Model-new Manhattan leases of not less than 100,000 sq. toes signed in 2021 included outfits of all types: insurance coverage big Chubb Group at 550 Madison Ave., Turner Building at The Spiral, legislation agency Venable at OneFiveFive, pharmaceutical-software developer Schrödinger at 1540 Broadway and spirits-maker Suntory at 11 Madison Ave.
Within the final two weeks alone, streaming-television-hardware pioneer Roku inked for a quarter-million square feet at Five Times Square. That triples its New York house. Wait — isn’t Roku the type of firm, with its younger and tech-savvy workforce, you’d count on to ship everybody residence?
Just a few days later, Touro School and College took 240,000 square feet at Three Times Square. A lot for the concept entire out of date workplace towers is perhaps “transformed” to academic makes use of — on this case, an precise academic establishment is paying a excessive office-market hire to be in a single that’s something however out of date.
A few of the new leases have been signed at rents above $100 per sq. foot, the longtime benchmark for the classiest tenants within the fanciest buildings.

In the meantime, total Manhattan workplace leasing jumped by a sturdy 8.3% within the fourth quarter, undeterred by Omicron. There’s nonetheless loads of house obtainable, and rents are decrease total — however that hardly quantities to a sinking ship.
Extra giant offers is perhaps introduced quickly, probably together with for IBM and funding agency Franklin Templeton at One Madison Ave.
One other barometer of confidence lies in constructing gross sales. Not solely did town’s so-called investment-sale market return to pre-pandemic ranges in 2021 — Manhattan workplace towers dominated it with 14 gross sales totaling $3.55 billion, greater than half of the market that features residential and industrial properties.

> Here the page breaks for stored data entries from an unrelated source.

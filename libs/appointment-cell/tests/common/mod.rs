#![allow(dead_code)]

use std::sync::Arc;

use chrono::{DateTime, TimeZone, Utc};
use uuid::Uuid;

use appointment_cell::{
    AppointmentBookingService, AppointmentRepository, AvailabilityService, CallerContext, ClinicCalendarGate,
    ClinicHours, ClinicStatusGate, CreateAppointmentRequest, FixedClock, InMemoryAppointmentRepository,
    InMemoryPetDirectory, ServiceType,
};
use clinic_cell::InMemoryClinicStatusStore;

pub fn at(day: u32, hour: u32, minute: u32) -> DateTime<Utc> {
    Utc.with_ymd_and_hms(2025, 6, day, hour, minute, 0).unwrap()
}

/// "Now" for every engine test: a month before the bookings.
pub fn now() -> DateTime<Utc> {
    Utc.with_ymd_and_hms(2025, 5, 1, 0, 0, 0).unwrap()
}

pub struct Clinic {
    pub booking: AppointmentBookingService,
    pub availability: AvailabilityService,
    pub repository: Arc<InMemoryAppointmentRepository>,
    pub pets: Arc<InMemoryPetDirectory>,
    pub clinic_status: Arc<InMemoryClinicStatusStore>,
    pub admin: CallerContext,
    pub owner: CallerContext,
    pub other_owner: CallerContext,
    pub pet: Uuid,
    pub other_pet: Uuid,
}

impl Clinic {
    pub async fn new() -> Self {
        Self::with_repository(Arc::new(InMemoryAppointmentRepository::new())).await
    }

    /// Engine over `store`; `repository` stays the plain in-memory store for inspection.
    pub async fn with_store(store: Arc<dyn AppointmentRepository>, repository: Arc<InMemoryAppointmentRepository>) -> Self {
        let pets = Arc::new(InMemoryPetDirectory::new());
        let clinic_status = Arc::new(InMemoryClinicStatusStore::default());
        let gate: Arc<dyn ClinicCalendarGate> = Arc::new(ClinicStatusGate::new(clinic_status.clone()));
        let clock = Arc::new(FixedClock(now()));
        let hours = ClinicHours::default();

        let (owner_id, other_owner_id) = (Uuid::new_v4(), Uuid::new_v4());
        let (pet, other_pet) = (Uuid::new_v4(), Uuid::new_v4());
        pets.register(pet, owner_id).await;
        pets.register(other_pet, other_owner_id).await;

        Self {
            booking: AppointmentBookingService::new(store.clone(), pets.clone(), gate.clone(), clock.clone(), hours),
            availability: AvailabilityService::new(store, gate, clock, hours),
            repository,
            pets,
            clinic_status,
            admin: CallerContext::admin(Uuid::new_v4()),
            owner: CallerContext::owner(owner_id, [pet]),
            other_owner: CallerContext::owner(other_owner_id, [other_pet]),
            pet,
            other_pet,
        }
    }

    pub async fn with_repository(repository: Arc<InMemoryAppointmentRepository>) -> Self {
        Self::with_store(repository.clone(), repository).await
    }
}

pub fn request(pet_id: Uuid, start: DateTime<Utc>, service_type: ServiceType) -> CreateAppointmentRequest {
    CreateAppointmentRequest {
        pet_id,
        start_time: start,
        service_type,
        notes: None,
    }
}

Positive, Manhattan buildings’ whole worth is down — how may it not be in at the moment’s local weather? — however no house owners have but been noticed leaping off their roofs.
The sample of resiliency may change, in fact. A lot will depend upon how effectively Mayor Eric Adams can tame crime and homelessness, particularly within the subways and at Penn Station. An sudden new viral pressure on the heels of receding Omicron may additional delay back-to-office plans.
However assuming no additional catastrophes, town and Manhattan particularly will recapture their attract to the perfect and brightest careerists — and the skyline gained’t go darkish any time quickly.